The Search For Your Golf Ball Shortens |  Rule 18-2

As you all know by now, there has been a major revision to the Rules of Golf.  After an extensive review, the R&A and the USGA have modernized the Rules of Golf to make them easier to understand and apply.  Over the course of 2019, Mike Fay Golf will cover many of the changes in print and through video.
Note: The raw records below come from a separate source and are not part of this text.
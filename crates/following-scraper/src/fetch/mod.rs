//! Page fetching.
//!
//! A [`Fetcher`] turns a cursor into one raw page fragment. It performs the
//! network call and classifies failures; it never retries, and never touches
//! session state beyond attaching the caller-supplied [`SessionContext`].

pub mod http;
pub mod rate_limiter;
pub mod session;

pub use http::HttpFetcher;
pub use rate_limiter::RateLimiter;
pub use session::SessionContext;

use crate::cursor::Cursor;
use crate::error::FetchFailure;
use async_trait::async_trait;
use std::time::Duration;

/// One fetched scroll batch plus transport metadata.
#[derive(Debug, Clone, PartialEq)]
pub struct PageFragment {
    /// Markup and/or embedded data, as served.
    pub body: String,
    /// URL after redirects.
    pub final_url: String,
    pub status: u16,
    pub content_type: Option<String>,
    pub elapsed: Duration,
}

impl PageFragment {
    /// Fragment with a 200 status and no transport details; handy for
    /// feeding the extractor directly.
    pub fn from_body(url: &str, body: impl Into<String>) -> Self {
        Self {
            body: body.into(),
            final_url: url.to_string(),
            status: 200,
            content_type: None,
            elapsed: Duration::ZERO,
        }
    }

    pub fn is_json(&self) -> bool {
        self.content_type
            .as_deref()
            .map(|ct| ct.contains("json") || ct.contains("javascript"))
            .unwrap_or(false)
    }
}

/// Source of listing pages.
#[async_trait]
pub trait Fetcher: Send + Sync {
    /// Fetch the page addressed by `cursor` ([`Cursor::Initial`] for the
    /// first page).
    async fn fetch(&self, cursor: &Cursor) -> Result<PageFragment, FetchFailure>;
}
One change that I would like everyone to be aware of is the new time frame for searching for a lost ball.  The  new rule, which is now 18.2a,  When Your Ball Is Lost or Out of Bounds, states “Your Ball is lost if not found in three minutes after you or your Caddie begin to search for it.  If a ball is found in that time but it is uncertain whether it is your ball: You must promptly attempt to identify the ball and are allowed a reasonable time to do so, even if that happens after the three minute search time has ended. This includes a reasonable time to get to the ball if the player is not where the ball is found.  If the player does not identify his or her ball in that reasonable time, the ball is lost.”

So, the time frame for searching for a lost ball has gone from five minutes to three minutes under the new Rules.  Limiting the search time to three minutes is more consistent with the underlying principle that golf is to be played in a prompt and continuous way, without long pauses in play.  In most cases, if a ball is going to be found, it will be found in the first three minutes of the search.

Although this change may increase the number of lost balls, on average the overall impact should be to speed up play.  Knowing that the search time is limited to three minutes should encourage players to play a provisional ball when they believe there is a chance their ball may not be found.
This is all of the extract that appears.